I want to tell him he’s wrong.
But I don’t.
Some very, very stupid part of me… wants him to keep pushing. It loves it.
“You don't know me,” I say instead.
“Oh, but I do,” he murmurs. “You were a good girl, weren’t you? The kind who did everything right. Got married young, played the perfect wife. But that perfect little life turned into a nightmare, didn’t it? And now you’re here, dead and restless, surrounded by men who make your pulse race in ways it never did before.”
I open my mouth, searching for something—anything—to throw back at him, but all that comes out is a pathetic, “I wasn’t perfect. I was just… trying.”
“And now you don’t have to try anymore, Skye,” he murmurs, his fingers hovering just shy of my hip, so close I can feel the phantom touch. “No rules. No expectations. We’re all bad men, and we don’t give a damn about what’s right or wrong anymore. We just do what feels good.”

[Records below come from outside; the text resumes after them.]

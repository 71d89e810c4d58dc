use daybook_domain::{Payment, RecordId, SettlementRecord};

use crate::{
    cascade::{load_context, AutoPaymentCascade, CascadeSource},
    storage::{DaybookStore, RecordStore},
    validation::{not_found, require_positive, require_text},
    CoreResult,
};

/// Bank and wallet settlements. Tagged settlements are mirrored onto the MPP
/// customer the same way tagged credit sales are.
pub struct SettlementService;

impl SettlementService {
    pub fn create<S: DaybookStore>(store: &mut S, settlement: SettlementRecord) -> CoreResult<SettlementRecord> {
        Self::validate(&settlement)?;
        let created = RecordStore::<SettlementRecord>::create(store, settlement)?;

        let (mpp_customer, payments) = load_context(store)?;
        let action = AutoPaymentCascade::new(mpp_customer.as_ref(), &payments)
            .on_create(CascadeSource::Settlement(&created));
        if let Err(err) = action.apply(store) {
            tracing::error!(settlement = %created.id, %err, "cascade failed; rolling back settlement");
            RecordStore::<SettlementRecord>::delete(store, created.id)?;
            return Err(err);
        }
        tracing::info!(settlement = %created.id, amount = %created.amount, mpp = created.mpp, "settlement recorded");
        Ok(created)
    }

    pub fn update<S: DaybookStore>(
        store: &mut S,
        id: RecordId,
        settlement: SettlementRecord,
    ) -> CoreResult<SettlementRecord> {
        Self::validate(&settlement)?;
        let previous = RecordStore::<SettlementRecord>::get(store, id)?
            .ok_or_else(|| not_found("settlement", id))?;
        let updated = RecordStore::<SettlementRecord>::update(store, id, settlement)?
            .ok_or_else(|| not_found("settlement", id))?;

        let (mpp_customer, payments) = load_context(store)?;
        let action = AutoPaymentCascade::new(mpp_customer.as_ref(), &payments).on_update(
            CascadeSource::Settlement(&previous),
            CascadeSource::Settlement(&updated),
        );
        if let Err(err) = action.apply(store) {
            tracing::error!(settlement = %id, %err, "cascade failed; restoring previous settlement");
            RecordStore::<SettlementRecord>::update(store, id, previous)?;
            return Err(err);
        }
        Ok(updated)
    }

    pub fn delete<S: DaybookStore>(store: &mut S, id: RecordId) -> CoreResult<()> {
        let existing = RecordStore::<SettlementRecord>::get(store, id)?
            .ok_or_else(|| not_found("settlement", id))?;
        let (mpp_customer, payments) = load_context(store)?;
        let action = AutoPaymentCascade::new(mpp_customer.as_ref(), &payments)
            .on_delete(CascadeSource::Settlement(&existing));
        action.apply(store)?;

        match RecordStore::<SettlementRecord>::delete(store, id) {
            Ok(true) => Ok(()),
            Ok(false) => {
                action.revert(store, None);
                Err(not_found("settlement", id))
            }
            Err(err) => {
                action.revert(store, None);
                Err(err)
            }
        }
    }

    pub fn linked_payment<S: DaybookStore>(store: &S, id: RecordId) -> CoreResult<Option<Payment>> {
        Ok(RecordStore::<Payment>::list(store)?
            .into_iter()
            .find(|payment| payment.auto_generated && payment.linked_settlement_id() == Some(id)))
    }

    fn validate(settlement: &SettlementRecord) -> CoreResult<()> {
        require_text(&settlement.description, "Description")?;
        require_positive(settlement.amount, "Amount")
    }
}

His voice wraps around me, weaving its way into every crack in my armor, every unspoken thought.
“You still can’t touch me,” I remind him, my voice strained. “No matter how badly you want to.”

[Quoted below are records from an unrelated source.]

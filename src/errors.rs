use thiserror::Error;

use daybook_config::ConfigError;
use daybook_core::CoreError;

/// Failures surfaced by the command line front-end.
#[derive(Debug, Error)]
pub enum CliError {
    #[error("{0}\n\n{usage}", usage = crate::cli::USAGE)]
    Usage(String),
    #[error("Invalid date `{0}`; expected YYYY-MM-DD")]
    InvalidDate(String),
    #[error("Customer `{0}` not found")]
    UnknownCustomer(String),
    #[error(transparent)]
    Core(#[from] CoreError),
    #[error(transparent)]
    Config(#[from] ConfigError),
    #[error("Serialization error: {0}")]
    Serde(#[from] serde_json::Error),
}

Nathaniel exhales slowly, his breath fanning over my cheek.
“Maybe not yet,” he concedes, eyes gleaming. “But I’ve broken plenty of impossible rules before. And I’m nothing if not determined.”
Hours later, death is hiding behind sugar and cinnamon.

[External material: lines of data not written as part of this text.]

use std::{
    cmp::Reverse,
    fs,
    path::{Path, PathBuf},
};

use chrono::{DateTime, NaiveDateTime, Utc};
use daybook_core::{
    storage::{snapshot_warnings, SnapshotBackupInfo, SnapshotStorage},
    CoreError,
};
use daybook_domain::{DaybookSnapshot, CURRENT_SCHEMA_VERSION};

const SNAPSHOT_EXTENSION: &str = "json";
const BACKUP_TIMESTAMP_FORMAT: &str = "%Y%m%d_%H%M%S";
const STAGING_EXTENSION: &str = "json.tmp";
const FALLBACK_NAME: &str = "daybook";
const DEFAULT_RETENTION: usize = 5;

/// Filesystem-backed JSON persistence for day-book snapshots and their backups.
#[derive(Clone)]
pub struct JsonSnapshotStorage {
    daybooks_dir: PathBuf,
    backups_dir: PathBuf,
    retention: usize,
}

impl JsonSnapshotStorage {
    pub fn new(daybooks_dir: PathBuf, backups_dir: PathBuf) -> Result<Self, CoreError> {
        Self::with_retention(daybooks_dir, backups_dir, DEFAULT_RETENTION)
    }

    pub fn with_retention(
        daybooks_dir: PathBuf,
        backups_dir: PathBuf,
        retention: usize,
    ) -> Result<Self, CoreError> {
        fs::create_dir_all(&daybooks_dir)?;
        fs::create_dir_all(&backups_dir)?;
        Ok(Self {
            daybooks_dir,
            backups_dir,
            retention: retention.max(1),
        })
    }

    pub fn snapshot_path(&self, name: &str) -> PathBuf {
        self.daybooks_dir
            .join(format!("{}.{}", canonical_name(name), SNAPSHOT_EXTENSION))
    }

    pub fn list_snapshot_metadata(&self) -> Result<Vec<SnapshotMetadata>, CoreError> {
        let mut entries = Vec::new();
        for slug in self.list_snapshots()? {
            let snapshot = self.load_snapshot(&slug)?;
            entries.push(SnapshotMetadata {
                path: self.snapshot_path(&slug),
                slug,
                name: snapshot.name.clone(),
                created_at: snapshot.created_at,
                updated_at: snapshot.updated_at,
                customer_count: snapshot.customers.len(),
                record_count: snapshot.record_count(),
                has_mpp_customer: snapshot.mpp_customer().is_some(),
            });
        }
        entries.sort_by(|a, b| a.name.cmp(&b.name));
        Ok(entries)
    }

    pub fn list_backup_metadata(&self, name: &str) -> Result<Vec<BackupMetadata>, CoreError> {
        let mut rows = Vec::new();
        for entry in self.list_backups(name)? {
            let size_bytes = fs::metadata(&entry.path)
                .map(|meta| meta.len())
                .unwrap_or(0);
            rows.push(BackupMetadata {
                created_at: parse_backup_timestamp(&entry.id),
                name: entry.id,
                size_bytes,
                path: entry.path,
            });
        }
        rows.sort_by_key(|meta| Reverse(meta.created_at));
        Ok(rows)
    }

    pub fn delete_backup(&self, name: &str, backup_id: &str) -> Result<(), CoreError> {
        let path = self.backup_dir(name).join(backup_id);
        if path.exists() {
            fs::remove_file(path)?;
        }
        Ok(())
    }

    fn backup_dir(&self, name: &str) -> PathBuf {
        self.backups_dir.join(canonical_name(name))
    }

    /// `<slug>_<stamp>[_<note>].json` inside the day-book's backup folder.
    fn next_backup_path(&self, name: &str, note: Option<&str>) -> Result<PathBuf, CoreError> {
        let dir = self.backup_dir(name);
        fs::create_dir_all(&dir)?;
        let stamp = Utc::now().format(BACKUP_TIMESTAMP_FORMAT);
        let file_name = match sanitize_backup_note(note) {
            Some(label) => format!("{}_{stamp}_{label}.{SNAPSHOT_EXTENSION}", canonical_name(name)),
            None => format!("{}_{stamp}.{SNAPSHOT_EXTENSION}", canonical_name(name)),
        };
        Ok(dir.join(file_name))
    }

    /// Keeps the newest `retention` backups of `name`.
    fn prune_backups(&self, name: &str) -> Result<(), CoreError> {
        for stale in self.list_backups(name)?.into_iter().skip(self.retention) {
            if let Err(err) = fs::remove_file(&stale.path) {
                tracing::warn!(path = %stale.path.display(), %err, "failed to prune backup");
            }
        }
        Ok(())
    }
}

impl SnapshotStorage for JsonSnapshotStorage {
    fn save_snapshot(&self, name: &str, snapshot: &DaybookSnapshot) -> Result<(), CoreError> {
        let path = self.snapshot_path(name);
        if path.is_file() {
            fs::copy(&path, self.next_backup_path(name, None)?)?;
            self.prune_backups(name)?;
        }
        save_snapshot_to_path(snapshot, &path)
    }

    fn load_snapshot(&self, name: &str) -> Result<DaybookSnapshot, CoreError> {
        load_snapshot_from_path(&self.snapshot_path(name))
    }

    fn list_snapshots(&self) -> Result<Vec<String>, CoreError> {
        if !self.daybooks_dir.exists() {
            return Ok(Vec::new());
        }
        let mut names = Vec::new();
        for entry in fs::read_dir(&self.daybooks_dir)? {
            let path = entry?.path();
            if !path.is_file() {
                continue;
            }
            if path.extension().and_then(|ext| ext.to_str()) != Some(SNAPSHOT_EXTENSION) {
                continue;
            }
            if let Some(stem) = path.file_stem().and_then(|stem| stem.to_str()) {
                names.push(stem.to_string());
            }
        }
        names.sort();
        Ok(names)
    }

    fn delete_snapshot(&self, name: &str) -> Result<(), CoreError> {
        let path = self.snapshot_path(name);
        if path.exists() {
            fs::remove_file(path)?;
        }
        Ok(())
    }

    fn load_snapshot_from_path(&self, path: &Path) -> Result<DaybookSnapshot, CoreError> {
        load_snapshot_from_path(path)
    }

    fn backup_snapshot(
        &self,
        name: &str,
        snapshot: &DaybookSnapshot,
        note: Option<&str>,
    ) -> Result<SnapshotBackupInfo, CoreError> {
        let path = self.next_backup_path(name, note)?;
        write_file(&path, &serialize_snapshot(snapshot)?)?;
        self.prune_backups(name)?;
        let id = path
            .file_name()
            .and_then(|file| file.to_str())
            .unwrap_or_default()
            .to_string();
        tracing::info!(daybook = name, backup = %id, "backup written");
        Ok(SnapshotBackupInfo {
            daybook: canonical_name(name),
            created_at: parse_backup_timestamp(&id)
                .map(|stamp| stamp.to_rfc3339())
                .unwrap_or_else(|| id.clone()),
            id,
            path,
        })
    }

    fn list_backups(&self, name: &str) -> Result<Vec<SnapshotBackupInfo>, CoreError> {
        let dir = self.backup_dir(name);
        if !dir.exists() {
            return Ok(Vec::new());
        }
        let slug = canonical_name(name);
        let mut entries = Vec::new();
        for entry in fs::read_dir(dir)? {
            let path = entry?.path();
            if path.extension().and_then(|ext| ext.to_str()) != Some(SNAPSHOT_EXTENSION) {
                continue;
            }
            if let Some(file_name) = path.file_name().and_then(|name| name.to_str()) {
                entries.push(SnapshotBackupInfo {
                    daybook: slug.clone(),
                    id: file_name.to_string(),
                    created_at: parse_backup_timestamp(file_name)
                        .map(|stamp| stamp.to_rfc3339())
                        .unwrap_or_else(|| file_name.to_string()),
                    path: path.clone(),
                });
            }
        }
        entries.sort_by(|a, b| {
            parse_backup_timestamp(&b.id)
                .cmp(&parse_backup_timestamp(&a.id))
                .then_with(|| b.id.cmp(&a.id))
        });
        Ok(entries)
    }

    fn restore_backup(&self, backup: &SnapshotBackupInfo) -> Result<DaybookSnapshot, CoreError> {
        if !backup.path.exists() {
            return Err(CoreError::Storage(format!(
                "backup `{}` not found",
                backup.id
            )));
        }
        let target = self.snapshot_path(&backup.daybook);
        if let Some(parent) = target.parent() {
            fs::create_dir_all(parent)?;
        }
        fs::copy(&backup.path, &target)?;
        tracing::info!(daybook = %backup.daybook, backup = %backup.id, "backup restored");
        load_snapshot_from_path(&target)
    }
}

/// Saves a snapshot to an arbitrary path, writing a temporary file first.
pub fn save_snapshot_to_path(snapshot: &DaybookSnapshot, path: &Path) -> Result<(), CoreError> {
    let staging = path.with_extension(STAGING_EXTENSION);
    write_file(&staging, &serialize_snapshot(snapshot)?)?;
    fs::rename(&staging, path)?;
    Ok(())
}

/// Loads a snapshot from disk and logs any consistency warnings it carries.
pub fn load_snapshot_from_path(path: &Path) -> Result<DaybookSnapshot, CoreError> {
    let data = fs::read_to_string(path)?;
    let snapshot: DaybookSnapshot =
        serde_json::from_str(&data).map_err(|err| CoreError::Serde(err.to_string()))?;
    if snapshot.schema_version > CURRENT_SCHEMA_VERSION {
        return Err(CoreError::Storage(format!(
            "snapshot schema {} is newer than supported {}",
            snapshot.schema_version, CURRENT_SCHEMA_VERSION
        )));
    }
    for warning in snapshot_warnings(&snapshot) {
        tracing::warn!(path = %path.display(), "{warning}");
    }
    Ok(snapshot)
}

#[derive(Debug, Clone)]
pub struct SnapshotMetadata {
    pub slug: String,
    pub name: String,
    pub path: PathBuf,
    pub created_at: DateTime<Utc>,
    pub updated_at: DateTime<Utc>,
    pub customer_count: usize,
    pub record_count: usize,
    pub has_mpp_customer: bool,
}

#[derive(Debug, Clone)]
pub struct BackupMetadata {
    pub name: String,
    pub created_at: Option<DateTime<Utc>>,
    pub size_bytes: u64,
    pub path: PathBuf,
}

/// Lowercase slug used for file and folder names; symbols become `_`.
fn canonical_name(name: &str) -> String {
    let slug: String = name
        .trim()
        .chars()
        .map(|ch| if ch.is_ascii_alphanumeric() { ch.to_ascii_lowercase() } else { '_' })
        .collect();
    if slug.chars().all(|ch| ch == '_') {
        FALLBACK_NAME.to_string()
    } else {
        slug
    }
}

/// Dash-joined lowercase words of a backup note.
fn sanitize_backup_note(note: Option<&str>) -> Option<String> {
    let words: Vec<String> = note?
        .split(|ch: char| !ch.is_ascii_alphanumeric())
        .filter(|word| !word.is_empty())
        .map(str::to_ascii_lowercase)
        .collect();
    (!words.is_empty()).then(|| words.join("-"))
}

/// Finds the last `YYYYMMDD_HHMMSS` pair in a backup file name.
fn parse_backup_timestamp(name: &str) -> Option<DateTime<Utc>> {
    let stem = name.strip_suffix(&format!(".{SNAPSHOT_EXTENSION}"))?;
    let parts: Vec<&str> = stem.split('_').collect();
    parts.windows(2).rev().find_map(|pair| {
        let joined = format!("{}_{}", pair[0], pair[1]);
        if joined.len() != 15 {
            return None;
        }
        NaiveDateTime::parse_from_str(&joined, BACKUP_TIMESTAMP_FORMAT)
            .ok()
            .map(|naive| DateTime::from_naive_utc_and_offset(naive, Utc))
    })
}

fn write_file(path: &Path, contents: &str) -> Result<(), CoreError> {
    if let Some(parent) = path.parent() {
        fs::create_dir_all(parent)?;
    }
    fs::write(path, contents)?;
    Ok(())
}

fn serialize_snapshot(snapshot: &DaybookSnapshot) -> Result<String, CoreError> {
    serde_json::to_string_pretty(snapshot).map_err(|err| CoreError::Serde(err.to_string()))
}

#[cfg(test)]
mod tests {
    use super::*;

    #[test]
    fn canonical_name_replaces_symbols() {
        assert_eq!(canonical_name("Main Outlet #2"), "main_outlet__2");
        assert_eq!(canonical_name(" !! "), "daybook");
    }

    #[test]
    fn backup_timestamp_is_found_after_slug_and_before_note() {
        let stamp = parse_backup_timestamp("main_outlet_20240105_081530_before-import.json")
            .expect("timestamp");
        assert_eq!(stamp.to_rfc3339(), "2024-01-05T08:15:30+00:00");
        assert!(parse_backup_timestamp("main.json").is_none());
    }

    #[test]
    fn notes_are_slugged() {
        assert_eq!(
            sanitize_backup_note(Some("  Before GST change. ")).as_deref(),
            Some("before-gst-change")
        );
        assert_eq!(sanitize_backup_note(Some("!!!")), None);
    }
}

Yes. That’s exactly where it is.
Across the street, we sit in the parked car, watching the Candy Maker’s shop like the world’s most subtle group of stalkers.The pastel-colored building looks almost disgustingly charming—quaint, even. Flowers spill from the window boxes, their petals trembling in the evening breeze. It’s the kind of place where you’d expect warmth and sweetness to linger in the air.
Not rot. Not death.
But I know better now.
We all do.
Cassian grips the wheel in silence, looking every bit like a brute—a brooding, road-raging man who somehow ended up with a driver’s license. Talon lounges beside him, flipping a butterfly knife between his fingers like it’s a fidget toy and not an actual weapon.
Nathaniel sits next to me, acting like our previous conversation never even happened.
“Think you could feel her up and tell us what she's doing?” he asks, completely straight-faced.
I whip my head toward him, scandalized. “Excuse me?”
“Relax. I meant with your little woo-woo soul-touching thing. Unless you want to do it the old-fashioned way, in which case, be my guest.”
Old-fashioned meaning do what I did with him—slipping inside and touching her with my warm, misty fingers.
Yeah, no. I am not feeling up some creepy old murder hag, spectral or otherwise.
“What am I, a supernatural recon drone now?” I grumble.
Nathaniel smirks. “Just saying, if you wanna be useful…”
I roll my eyes, but the truth is, I was already considering it. My abilities have been shifting in ways I don’t fully understand. I could probably extend my awareness into the shop and check exactly what the woman is up to.
The only question is—do I want to?
“She’s inside,” Cassian cuts in, his tone clipped. “Saw her go in half an hour ago.”